Juvénal, au contraire, toujours triste et farouche, satisfait le besoin d'évaporer sa bile, et non pas le désir d'être utile à son siècle c'est parce que de mauvais poètes l'ont fatigué par des ouvrages insi

pides, qu'il veut faire des vers à son tour et user de représailles : le beau motif! On diroit que la haine et l'envie conduisent sa plume. S'il déclame contre le luxe, je m'imagine qu'il écrit dans un galetas; s'il s'emporte contre la gourmandise et l'intempérance, je me figure qu'il meurt de faim; s'il invective contre la débauche, il semble qu'il se désole d'être privé des mêmes plaisirs; ses hyperboles extravagantes décréditent les plaintes les plus justes ; dans ses traits les plus sublimes, dans ses tirades vigoureuses, dans ses peintures énergiques des mœurs, on aperçoit l'ostentation et l'envie de briller, beaucoup plus que l'amour de la vertu ; par-tout il se montre plus jaloux de décrire les vices que de les corriger.
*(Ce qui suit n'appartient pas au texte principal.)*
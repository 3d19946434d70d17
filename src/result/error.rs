//! Error types for the session transport

use std::time::Duration;
use thiserror::Error;

/// Errors that can occur while driving a spawned process.
///
/// The two synchronization failures, [`ExpectError::Timeout`] and
/// [`ExpectError::Eof`], carry the unmatched output seen so far. Callers use
/// it for diagnostics only; the session is unusable for navigation once either
/// has been returned.
///
/// # Examples
///
/// ```no_run
/// use portcfg::{ExpectError, Pattern, Session};
/// use std::time::Duration;
///
/// # async fn example() -> Result<(), Box<dyn std::error::Error>> {
/// let mut session = Session::builder()
///     .timeout(Duration::from_secs(5))
///     .spawn("some-tool", &["--flag"])?;
///
/// match session.expect(Pattern::exact("==>")).await {
///     Ok(result) => println!("Menu: {}", result.before),
///     Err(ExpectError::Timeout { duration, before }) => {
///         eprintln!("Timed out after {:?}, saw {:?}", duration, before);
///     }
///     Err(ExpectError::Eof { before }) => {
///         eprintln!("Process exited: {}", before);
///     }
///     Err(e) => return Err(e.into()),
/// }
/// # Ok(())
/// # }
/// ```
#[derive(Error, Debug)]
pub enum ExpectError {
    /// Timeout waiting for pattern.
    #[error("Timeout waiting for pattern (after {duration:?})")]
    Timeout {
        /// Duration that was waited before timeout
        duration: Duration,
        /// Unmatched output received before giving up
        before: String,
    },

    /// EOF reached before pattern matched.
    ///
    /// Returned when the process exits and closes its output stream before the
    /// expected pattern is found.
    #[error("EOF reached before pattern matched")]
    Eof {
        /// Unmatched output received before the stream closed
        before: String,
    },

    /// Invalid pattern.
    #[error("Invalid pattern: {0}")]
    PatternError(#[from] PatternError),

    /// I/O error.
    ///
    /// Returned when an underlying I/O operation fails (writing to the PTY,
    /// waiting for the child, etc.).
    #[error("I/O error: {0}")]
    IoError(#[from] std::io::Error),

    /// PTY error.
    #[error("PTY error: {0}")]
    PtyError(String),

    /// Process spawning error.
    ///
    /// Returned when the specified program cannot be spawned (not found,
    /// permission denied, etc.).
    #[error("Failed to spawn process: {0}")]
    SpawnError(String),

    /// Process already exited.
    ///
    /// Returned when attempting to wait on a process that has already been
    /// reaped via `Session::wait()`.
    #[error("Process has already exited")]
    ProcessExited,
}

/// Errors related to pattern creation.
#[derive(Error, Debug)]
pub enum PatternError {
    /// Invalid regex pattern.
    #[error("Invalid regex: {0}")]
    InvalidRegex(#[from] regex::Error),

    /// Empty pattern.
    ///
    /// Returned when attempting to match an empty exact string.
    #[error("Pattern cannot be empty")]
    EmptyPattern,
}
Ce n'est pas un véritable zèle, c'est la fougue d'un tempérament irascible qui l'entraîne; il songe plus à gronder les hommes qu'à les réformer, et l'on trouve dans ses écrits des déclamations éloquentes, plutôt que des instructions solides. Malgré toutes ses violentes diatribes sur la corruption des mœurs, on sera toujours en droit de suspecter les mœurs d'un homme qui, pour détourner son ami du mariage, lui conseille un vice infâme; et le conseil n'est point ironique, comme on l'a dit pour l'excuser: tout annonce que le poète y parle très-sérieusement.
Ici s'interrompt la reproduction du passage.